I have a somewhat different perspective.

The British World Empire (as opposed to the earlier one that my country got beaten up by) had its roots in the Age of Discovery. England originally played a small part in this and didn't engage in the wholesale slaughter of civilisations as preferred by the Spanish.

After the English had seen to the Spanish fleet in the Armada incident, the waves opened up to the British. Two separate things happened imo, where people saw an opportunity for permanent settlement to exploit local resources, colonies were founded, like the ones in your own country. Elsewhere trading posts were established in the same way that the Greeks and Phoenicians had been doing 2500 years earlier in the Mediterranean. All gaps in the market as it were.

It's all about exploitation of opportunity and resources. In an age of revolution, your forefathers saw an opportunity to take those resources for themselves, and with the aid of the French became independent. After this you see a remarkable and ruthless imperial expansion across what has now become the United States. The genocides of the Native Americans is far beyond anything the British ever did. Other Colonies don't appear to have had the same set of radicals nor the aid of the French.

As mentioned, the other form of imperialism, is/was the establishment of trading posts. The British seem to have been particularly successful at this, as we still are in global business. The thing is, and this is the point I really want to make, that once you are successful, you become drawn into local affairs and the continued supply of the resources that you are exploiting becomes too important back home for you to relinquish. Hello Iraq, as you have said.

Gradually the British became more and more involved in the government of the non colonies, leading eventually to the height of the British Empire in the Nineteenth Century.

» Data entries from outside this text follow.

//! Tracing setup for codervpn
//!
//! Provides one logging configuration shared by the debug console and the
//! service host. Logs always go to stderr so command output on stdout stays
//! clean.
//!
//! # Usage
//!
//! For the CLI:
//! ```ignore
//! use codervpn_core::tracing::{init_tracing, TracingConfig};
//!
//! init_tracing(TracingConfig::cli()).expect("failed to initialize tracing");
//! ```
//!
//! For the service host:
//! ```ignore
//! use codervpn_core::tracing::{init_tracing, TracingConfig};
//!
//! init_tracing(TracingConfig::daemon()).expect("failed to initialize tracing");
//! ```

use std::str::FromStr;

use thiserror::Error;
use tracing::Level;
use tracing_subscriber::{
    EnvFilter,
    fmt::{self, format::FmtSpan},
    prelude::*,
};

/// Target prefix shared by every crate in the workspace.
const TARGET_PREFIX: &str = "codervpn";

/// Errors that can occur during tracing initialization
#[derive(Debug, Error)]
pub enum TracingError {
    /// Failed to set global subscriber
    #[error("failed to set global tracing subscriber: {0}")]
    SetGlobalSubscriber(#[from] tracing::subscriber::SetGlobalDefaultError),

    /// Failed to parse env filter directive
    #[error("failed to parse env filter: {0}")]
    EnvFilter(#[from] tracing_subscriber::filter::ParseError),

    /// Unknown output format name
    #[error("unknown log format {0:?} (expected pretty, compact or json)")]
    UnknownFormat(String),
}

/// Output format for tracing logs
#[derive(Debug, Clone, Copy, Default, PartialEq, Eq)]
pub enum TracingOutputFormat {
    /// Human-readable multi-line format
    Pretty,
    /// Compact single-line format (default)
    #[default]
    Compact,
    /// JSON format for the service host
    Json,
}

impl FromStr for TracingOutputFormat {
    type Err = TracingError;

    fn from_str(s: &str) -> Result<Self, Self::Err> {
        match s {
            "pretty" => Ok(Self::Pretty),
            "compact" => Ok(Self::Compact),
            "json" => Ok(Self::Json),
            other => Err(TracingError::UnknownFormat(other.to_string())),
        }
    }
}

/// Configuration for tracing initialization
#[derive(Debug, Clone)]
pub struct TracingConfig {
    /// The default log level when RUST_LOG is not set
    pub default_level: Level,
    /// Output format for log messages
    pub output_format: TracingOutputFormat,
    /// Whether to include file/line information in logs
    pub include_location: bool,
    /// Whether to include target (module path) in logs
    pub include_target: bool,
    /// Whether to include timestamps
    pub include_timestamp: bool,
    /// Whether to log span open/close events
    pub include_span_events: bool,
    /// Custom env filter directive (overrides default_level if set)
    pub env_filter: Option<String>,
}

impl Default for TracingConfig {
    fn default() -> Self {
        Self::cli()
    }
}

impl TracingConfig {
    /// Quiet configuration for interactive use: warnings only, no timestamps.
    #[must_use]
    pub fn cli() -> Self {
        Self {
            default_level: Level::WARN,
            output_format: TracingOutputFormat::Compact,
            include_location: false,
            include_target: false,
            include_timestamp: false,
            include_span_events: false,
            env_filter: None,
        }
    }

    /// Verbose configuration for debugging a connection.
    #[must_use]
    pub fn cli_debug() -> Self {
        Self {
            default_level: Level::DEBUG,
            include_location: true,
            include_target: true,
            ..Self::cli()
        }
    }

    /// Configuration for the long-running service host.
    #[must_use]
    pub fn daemon() -> Self {
        Self {
            default_level: Level::INFO,
            output_format: TracingOutputFormat::Json,
            include_location: true,
            include_target: true,
            include_timestamp: true,
            include_span_events: true,
            env_filter: None,
        }
    }

    /// Set the default log level
    #[must_use]
    pub fn with_level(mut self, level: Level) -> Self {
        self.default_level = level;
        self
    }

    /// Set the output format
    #[must_use]
    pub fn with_format(mut self, format: TracingOutputFormat) -> Self {
        self.output_format = format;
        self
    }

    /// Set a custom env filter directive
    #[must_use]
    pub fn with_env_filter(mut self, filter: impl Into<String>) -> Self {
        self.env_filter = Some(filter.into());
        self
    }

    /// Directive used when neither `env_filter` nor `RUST_LOG` is set.
    pub fn default_directive(&self) -> String {
        format!(
            "{}={}",
            TARGET_PREFIX,
            self.default_level.as_str().to_lowercase()
        )
    }
}

/// Initialize tracing with the given configuration.
///
/// This should be called once at the start of the application.
/// The `RUST_LOG` environment variable can be used to override the default level.
///
/// # Errors
///
/// Returns an error if the global subscriber has already been set or if
/// the env filter directive is invalid.
pub fn init_tracing(config: TracingConfig) -> Result<(), TracingError> {
    let env_filter = if let Some(ref filter) = config.env_filter {
        EnvFilter::try_new(filter)?
    } else {
        EnvFilter::try_from_default_env()
            .unwrap_or_else(|_| EnvFilter::new(config.default_directive()))
    };

    let span_events = if config.include_span_events {
        FmtSpan::NEW | FmtSpan::CLOSE
    } else {
        FmtSpan::NONE
    };

    let base = fmt::layer()
        .with_writer(std::io::stderr)
        .with_file(config.include_location)
        .with_line_number(config.include_location)
        .with_target(config.include_target)
        .with_span_events(span_events);

    let layer = match (config.output_format, config.include_timestamp) {
        (TracingOutputFormat::Pretty, true) => base.pretty().boxed(),
        (TracingOutputFormat::Pretty, false) => base.pretty().without_time().boxed(),
        (TracingOutputFormat::Compact, true) => base.compact().boxed(),
        (TracingOutputFormat::Compact, false) => base.compact().without_time().boxed(),
        (TracingOutputFormat::Json, _) => base.json().boxed(),
    };

    let subscriber = tracing_subscriber::registry().with(env_filter).with(layer);
    tracing::subscriber::set_global_default(subscriber)?;

    Ok(())
}

#[cfg(test)]
mod tests {
    use super::*;

    #[test]
    fn test_cli_config() {
        let config = TracingConfig::default();
        assert_eq!(config.default_level, Level::WARN);
        assert_eq!(config.output_format, TracingOutputFormat::Compact);
        assert!(!config.include_timestamp);
        assert!(config.env_filter.is_none());
        assert_eq!(config.default_directive(), "codervpn=warn");
    }

    #[test]
    fn test_cli_debug_config() {
        let config = TracingConfig::cli_debug();
        assert_eq!(config.default_level, Level::DEBUG);
        assert_eq!(config.output_format, TracingOutputFormat::Compact);
        assert!(config.include_location);
        assert_eq!(config.default_directive(), "codervpn=debug");
    }

    #[test]
    fn test_daemon_config() {
        let config = TracingConfig::daemon();
        assert_eq!(config.default_level, Level::INFO);
        assert_eq!(config.output_format, TracingOutputFormat::Json);
        assert!(config.include_span_events);
    }

    #[test]
    fn test_builder_methods() {
        let config = TracingConfig::default()
            .with_level(Level::TRACE)
            .with_format(TracingOutputFormat::Pretty)
            .with_env_filter("codervpn_speaker=trace");

        assert_eq!(config.default_level, Level::TRACE);
        assert_eq!(config.output_format, TracingOutputFormat::Pretty);
        assert_eq!(config.env_filter, Some("codervpn_speaker=trace".to_string()));
    }

    #[test]
    fn test_parse_format() {
        assert_eq!(
            "json".parse::<TracingOutputFormat>().unwrap(),
            TracingOutputFormat::Json
        );
        assert!(matches!(
            "xml".parse::<TracingOutputFormat>(),
            Err(TracingError::UnknownFormat(_))
        ));
    }
}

Yes there is a catalogue of put down rebellions and other abuses of power, but the most shameful incident in British History and the second lesson that comes from Empire, was the Irish potato famine. Why did the British with all their wealth from around the world, allow their neighbour to starve? The real answer is adherence to an ideology and that ideology was the "Free Market". Yes, we pretty much invented that as well.

I think the US is repeating both these errors.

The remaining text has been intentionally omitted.